Exercise:
Given the listing below, write out exactly the lines starting with the line that has "filename peerchat-node/src/connector.rs" and going on through the line that has "let mut last = None;", both kept.
(Beginning of Working data)
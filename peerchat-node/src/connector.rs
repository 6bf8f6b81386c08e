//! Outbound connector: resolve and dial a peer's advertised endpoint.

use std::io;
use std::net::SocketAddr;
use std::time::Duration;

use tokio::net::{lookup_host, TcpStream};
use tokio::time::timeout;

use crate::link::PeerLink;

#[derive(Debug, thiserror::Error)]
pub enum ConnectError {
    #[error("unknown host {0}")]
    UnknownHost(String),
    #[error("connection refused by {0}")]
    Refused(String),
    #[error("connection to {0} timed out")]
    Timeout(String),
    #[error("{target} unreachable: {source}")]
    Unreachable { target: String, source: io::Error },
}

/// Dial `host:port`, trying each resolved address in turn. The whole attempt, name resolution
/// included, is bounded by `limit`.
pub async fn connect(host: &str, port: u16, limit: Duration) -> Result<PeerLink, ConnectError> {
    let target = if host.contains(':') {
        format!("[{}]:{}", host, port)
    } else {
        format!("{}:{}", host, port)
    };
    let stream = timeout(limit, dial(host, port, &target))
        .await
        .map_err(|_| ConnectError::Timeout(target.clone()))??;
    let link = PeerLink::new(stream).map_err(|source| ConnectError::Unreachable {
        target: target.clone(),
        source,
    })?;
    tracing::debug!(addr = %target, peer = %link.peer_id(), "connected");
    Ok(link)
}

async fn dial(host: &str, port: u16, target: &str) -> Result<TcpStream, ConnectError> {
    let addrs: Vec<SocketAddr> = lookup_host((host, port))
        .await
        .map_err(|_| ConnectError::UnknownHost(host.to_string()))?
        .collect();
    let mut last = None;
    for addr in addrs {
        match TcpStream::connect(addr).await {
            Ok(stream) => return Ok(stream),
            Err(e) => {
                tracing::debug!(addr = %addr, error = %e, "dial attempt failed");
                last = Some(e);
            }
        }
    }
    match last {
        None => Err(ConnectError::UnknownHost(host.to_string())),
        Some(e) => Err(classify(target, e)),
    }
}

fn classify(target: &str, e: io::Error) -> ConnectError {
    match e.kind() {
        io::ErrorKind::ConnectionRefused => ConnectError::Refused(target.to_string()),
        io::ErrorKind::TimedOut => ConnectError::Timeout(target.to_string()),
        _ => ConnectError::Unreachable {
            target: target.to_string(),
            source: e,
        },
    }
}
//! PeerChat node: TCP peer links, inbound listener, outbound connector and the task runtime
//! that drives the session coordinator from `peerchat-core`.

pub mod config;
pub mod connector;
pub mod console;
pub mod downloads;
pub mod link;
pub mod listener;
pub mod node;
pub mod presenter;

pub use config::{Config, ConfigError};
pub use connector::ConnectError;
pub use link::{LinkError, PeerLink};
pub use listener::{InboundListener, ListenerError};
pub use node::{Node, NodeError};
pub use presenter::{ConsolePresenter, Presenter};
(End of Working data)
(Beginning of Working data)
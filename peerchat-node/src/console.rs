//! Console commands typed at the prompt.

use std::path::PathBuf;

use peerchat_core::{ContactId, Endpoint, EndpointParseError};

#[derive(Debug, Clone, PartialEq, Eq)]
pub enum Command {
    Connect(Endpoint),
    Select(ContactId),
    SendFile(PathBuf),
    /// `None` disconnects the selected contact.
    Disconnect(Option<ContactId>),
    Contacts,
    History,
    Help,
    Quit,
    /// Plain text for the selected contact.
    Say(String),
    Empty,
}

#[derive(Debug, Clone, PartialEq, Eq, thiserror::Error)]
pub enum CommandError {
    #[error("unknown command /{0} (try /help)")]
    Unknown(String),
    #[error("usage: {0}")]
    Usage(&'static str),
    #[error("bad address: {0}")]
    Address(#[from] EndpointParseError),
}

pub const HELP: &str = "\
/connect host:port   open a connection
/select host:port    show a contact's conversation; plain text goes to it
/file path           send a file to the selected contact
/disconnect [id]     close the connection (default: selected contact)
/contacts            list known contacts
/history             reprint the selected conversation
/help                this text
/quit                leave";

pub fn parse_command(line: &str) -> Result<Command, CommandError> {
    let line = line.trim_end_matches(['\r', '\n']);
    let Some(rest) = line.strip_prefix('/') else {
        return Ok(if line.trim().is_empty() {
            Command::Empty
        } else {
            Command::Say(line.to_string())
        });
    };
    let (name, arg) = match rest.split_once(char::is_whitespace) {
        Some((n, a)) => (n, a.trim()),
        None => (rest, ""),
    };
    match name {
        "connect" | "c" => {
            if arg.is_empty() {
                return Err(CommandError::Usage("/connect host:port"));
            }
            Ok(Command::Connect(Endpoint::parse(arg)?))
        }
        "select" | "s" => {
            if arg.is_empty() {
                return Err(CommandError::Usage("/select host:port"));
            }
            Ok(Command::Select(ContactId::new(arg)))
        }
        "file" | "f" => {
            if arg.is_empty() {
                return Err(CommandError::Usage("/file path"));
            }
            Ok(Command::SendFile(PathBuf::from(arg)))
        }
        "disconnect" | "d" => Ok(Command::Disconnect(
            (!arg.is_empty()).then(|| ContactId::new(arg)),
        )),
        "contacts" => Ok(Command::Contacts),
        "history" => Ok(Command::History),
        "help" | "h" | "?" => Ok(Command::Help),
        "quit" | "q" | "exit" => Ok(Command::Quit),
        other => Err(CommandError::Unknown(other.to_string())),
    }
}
(End of Working data)
Task result:
filename peerchat-node/src/connector.rs
repository 6bf8f6b81386c08e
//! Outbound connector: resolve and dial a peer's advertised endpoint.

use std::io;
use std::net::SocketAddr;
use std::time::Duration;

use tokio::net::{lookup_host, TcpStream};
use tokio::time::timeout;

use crate::link::PeerLink;

#[derive(Debug, thiserror::Error)]
pub enum ConnectError {
    #[error("unknown host {0}")]
    UnknownHost(String),
    #[error("connection refused by {0}")]
    Refused(String),
    #[error("connection to {0} timed out")]
    Timeout(String),
    #[error("{target} unreachable: {source}")]
    Unreachable { target: String, source: io::Error },
}

/// Dial `host:port`, trying each resolved address in turn. The whole attempt, name resolution
/// included, is bounded by `limit`.
pub async fn connect(host: &str, port: u16, limit: Duration) -> Result<PeerLink, ConnectError> {
    let target = if host.contains(':') {
        format!("[{}]:{}", host, port)
    } else {
        format!("{}:{}", host, port)
    };
    let stream = timeout(limit, dial(host, port, &target))
        .await
        .map_err(|_| ConnectError::Timeout(target.clone()))??;
    let link = PeerLink::new(stream).map_err(|source| ConnectError::Unreachable {
        target: target.clone(),
        source,
    })?;
    tracing::debug!(addr = %target, peer = %link.peer_id(), "connected");
    Ok(link)
}

async fn dial(host: &str, port: u16, target: &str) -> Result<TcpStream, ConnectError> {
    let addrs: Vec<SocketAddr> = lookup_host((host, port))
        .await
        .map_err(|_| ConnectError::UnknownHost(host.to_string()))?
        .collect();
    let mut last = None;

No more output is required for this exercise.